Natural History Books for Summer 2012

 

(This 1110th Buffalo Sunday News column was first published on July 1, 2012.)

 

First of a series

 

There is a rich variety of new natural history books available for summer reading. Here are my recommendations.

 

My favorite this year is Donald Benson's The Ballet of the Planets (Oxford), a serious math-based book which clarified a great deal of astronomy for me. It traces the history of the study of our solar system from Plato to Newton and should be in every high school library where it can challenge our brightest students.

 

The wonderful Bernd Heinrich is back with Life Everlasting (Houghton Mifflin Harcourt). Subtitled The Animal Way of Death, his first hand experiences in the Maine woods with birds, mammals, insects, plants and fish bring life to this universal topic.

 

We know from the work of Karl von Frisch how honeybees waggle dance to communicate directions to hive mates. Now, based on a lifetime of field studies, Thomas Seeley of Cornell tells us in Honeybee Democracy (Princeton) how bees swarm and locate new hive locations.

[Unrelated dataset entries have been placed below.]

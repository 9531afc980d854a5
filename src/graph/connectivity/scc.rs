//! Strongly connected components: Pearce's iterative variant of Tarjan.
//!
//! The usual recursive Tarjan is unusable at the scale this crate targets,
//! so the depth-first exploration is simulated with a doubly linked stack
//! threaded through two i32 arrays (`stack_f` down-links, `stack_b`
//! up-links). Two storage-sharing tricks keep the footprint at two O(n)
//! buffers beyond the output:
//!
//! - lowlinks live in the output `labels` buffer (a node needs its lowlink
//!   only until it is labeled, and each node is labeled exactly once);
//! - the confirmed-component stack reuses `stack_f` as its link storage (a
//!   node joins it only after leaving the exploration stack).
//!
//! Component labels are assigned counting *down* from `n - 1` while
//! discovery indices count up from 0; live lowlinks always stay below every
//! assigned label (the discovery counter is decremented once per labeled
//! node), so the two value ranges never collide inside the shared buffer.
//! A final pass flips labels to count up from 0.

use crate::graph::connectivity::{END, VOID};

/// Labels every node with its strong component id; returns the component
/// count.
///
/// `labels` must have one entry per node; its incoming contents are ignored.
/// On return every entry is a label in `[0, count)`, numbered in the order
/// the components were completed.
///
/// **Time complexity**: \(O(n + m)\)
/// **Space complexity**: two \(O(n)\) i32 buffers beyond `labels`
pub(crate) fn strongly_connected_components(
    indptr: &[i32],
    indices: &[i32],
    labels: &mut [i32],
) -> i32 {
    let n = labels.len();
    let mut stack_f = vec![VOID; n];
    let mut stack_b = vec![VOID; n];

    // VOID doubles as "unvisited"; a visited node holds its lowlink until it
    // is labeled.
    labels.fill(VOID);
    let mut index: i32 = 0;
    let mut ss_head: i32 = END;
    let mut label: i32 = n as i32 - 1;

    for root in 0..n {
        if labels[root] != VOID {
            continue;
        }

        // Exploration stack holding only the root.
        let mut stack_head = root as i32;
        stack_f[root] = END;
        stack_b[root] = END;

        while stack_head != END {
            let v = stack_head;
            if labels[v as usize] == VOID {
                // First visit: take the next discovery index, then stage every
                // unvisited successor on the exploration stack. A successor
                // that is already stacked is excised and reinserted at the
                // top, so it will be explored in its most recent context.
                labels[v as usize] = index;
                index += 1;

                for i in indptr[v as usize] as usize..indptr[v as usize + 1] as usize {
                    let w = indices[i];
                    if labels[w as usize] != VOID {
                        continue;
                    }
                    if w == stack_head {
                        // Duplicate edge: already at the top.
                        continue;
                    }
                    if stack_f[w as usize] != VOID {
                        // In the stack: unlink before re-pushing. Only an
                        // unvisited node can be here, so `stack_f` still
                        // holds its down-link (not a confirmed-stack link).
                        let f = stack_f[w as usize];
                        let b = stack_b[w as usize];
                        if b != END {
                            stack_f[b as usize] = f;
                        }
                        if f != END {
                            stack_b[f as usize] = b;
                        }
                    }
                    stack_f[w as usize] = stack_head;
                    stack_b[w as usize] = END;
                    stack_b[stack_head as usize] = w;
                    stack_head = w;
                }
            } else {
                // Second visit: every successor has been explored. Pop, then
                // settle the lowlink from the successors' current values.
                stack_head = stack_f[v as usize];
                if stack_head >= 0 {
                    stack_b[stack_head as usize] = END;
                }

                let mut low_v = labels[v as usize];
                let mut is_root = true;
                for i in indptr[v as usize] as usize..indptr[v as usize + 1] as usize {
                    let low_w = labels[indices[i] as usize];
                    if low_w < low_v {
                        low_v = low_w;
                        is_root = false;
                    }
                }
                labels[v as usize] = low_v;

                if is_root {
                    // v closes a component: drain every confirmed node whose
                    // lowlink is at or above v's, then retire their discovery
                    // indices so live lowlinks keep clear of assigned labels.
                    index -= 1;
                    while ss_head != END && labels[v as usize] <= labels[ss_head as usize] {
                        let w = ss_head;
                        ss_head = stack_f[w as usize];
                        labels[w as usize] = label;
                        index -= 1;
                    }
                    labels[v as usize] = label;
                    label -= 1;
                } else {
                    // Confirmed but not a root: an ancestor will label it.
                    // `stack_f[v]` is free again, so it carries the
                    // confirmed-stack link.
                    stack_f[v as usize] = ss_head;
                    ss_head = v;
                }
            }
        }
    }

    // Labels counted down from n - 1; flip them to count up from 0.
    for l in labels.iter_mut() {
        *l = (n as i32 - 1) - *l;
    }
    (n as i32 - 1) - label
}

#[cfg(test)]
mod tests {
    use super::*;

    fn run(indptr: &[i32], indices: &[i32], n: usize) -> (i32, Vec<i32>) {
        let mut labels = vec![0i32; n];
        let count = strongly_connected_components(indptr, indices, &mut labels);
        (count, labels)
    }

    #[test]
    fn chain_gives_singleton_components_in_completion_order() {
        // 0 -> 1 -> 2: deepest node's component completes first.
        let (count, labels) = run(&[0, 1, 2, 2], &[1, 2], 3);
        assert_eq!(count, 3);
        assert_eq!(labels, vec![2, 1, 0]);
    }

    #[test]
    fn cycle_collapses_to_one_component() {
        let (count, labels) = run(&[0, 1, 2, 3], &[1, 2, 0], 3);
        assert_eq!(count, 1);
        assert_eq!(labels, vec![0, 0, 0]);
    }

    #[test]
    fn two_cycles_with_a_bridge() {
        // {0,1} <- bridge - {2,3}: 0 <-> 1, 2 <-> 3, 1 -> 2.
        let (count, labels) = run(&[0, 1, 3, 4, 5], &[1, 0, 2, 3, 2], 4);
        assert_eq!(count, 2);
        assert_eq!(labels[0], labels[1]);
        assert_eq!(labels[2], labels[3]);
        assert_ne!(labels[0], labels[2]);
        // The downstream cycle completes first.
        assert_eq!(labels[2], 0);
        assert_eq!(labels[0], 1);
    }

    #[test]
    fn self_loops_and_duplicate_edges_are_harmless() {
        // 0 -> 0, 0 -> 1, 0 -> 1 (duplicate), 1 -> 1.
        let (count, labels) = run(&[0, 3, 4], &[0, 1, 1, 1], 2);
        assert_eq!(count, 2);
        assert_ne!(labels[0], labels[1]);
    }

    #[test]
    fn empty_and_edgeless_graphs() {
        let (count, labels) = run(&[0], &[], 0);
        assert_eq!(count, 0);
        assert!(labels.is_empty());

        let (count, labels) = run(&[0, 0, 0, 0], &[], 3);
        assert_eq!(count, 3);
        assert_eq!(labels, vec![0, 1, 2]);
    }
}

This book is also a perfect window into how a biologist approaches scientific questions.

 

The season is past, but I still strongly recommend Carol Gracie's Spring Wildflowers of the Northeast: A Natural History (Princeton). This is not a field guide; rather, it is a collection of beautifully illustrated essays about thirty wildflower species. Jack-in-the-Pulpit alone merits ten pages and 26 photographs.

 

Two important new field guides have, however, been published this year. They could hardly be more different. The first is a new entrant in the Peterson series: Field Guide to Moths by David Beadle and Seabrooke Leckie (Houghton Mifflin Harcourt). I wish this book had been available when I was trying to identify the moth collection Dick Rosche had donated to the Buffalo Museum of Science. This book represents a great improvement on the earlier Peterson guide.

 

The other field guide I wish I had when I was hiking longer distances. It is Andrew Skurka's The Ultimate Hiker's Gear Guide (National Geographic). Several years ago I met Andy on his hike across the continent. I was impressed with him then and he has since completed dozens of such treks and in the process become the expert on lightweight equipment. And, as all hikers know, every ounce counts against you.

 

Especially timely is Tom Wilber's Under the Surface (Cornell) about fracking the Marcellus shale deposits. Wilber includes the views of all constituencies, not an easy task.

 

John Grant's Denying Science (Prometheus) is a well-documented tour through the contemporary war against reality with the opponents of science employing every dirty trick in the book.

 

One for children if you dare: Jordan Brown's Crazy Concoctions: A Mad Scientist's Guide to Messy Mixtures gives how-to instructions to primary grade youngsters under parental supervision. A wild ride but science is along as well.

 

Today technological miniaturization allows scientists to place recording instruments even on songbirds, but this is only one of the ways animal migration is being studied today. James and Carol Gould survey this field in Nature's Compass (Princeton). They address the problems, some solved, many still outstanding, for both vertebrates and invertebrates.

 

You have taken up bird watching and have begun to identify those around you. What next? Derek Lovitch provides suggestions in How to be a Better Birder (Princeton). Every birder I know can gain from this book.

 

The hair-raising story of the post-World War I flu epidemic is detailed in Nancy Bristow's American Pandemic (Oxford). To place this plague in perspective, there were 35 million casualties (20 million killed, 15 million wounded) during World War I; this epidemic killed 50 million. If you even think of not getting flu shots, this book should be assigned reading.

 

This summer I have a book as well. Since I began writing these columns I have maintained a website on which all of them - now over 1100 - are collected. Unfortunately that website is having problems. Partly in response to that and also in response to those who have suggested that I do so, I have begun collecting columns in a series of eBooks. The Nature Watch Collection Book One is now available from Amazon.com. I have been very fortunate to have Canadian wildlife photographer Harold Stiver provide photographs in support of this project. Fine local photographers have also contributed.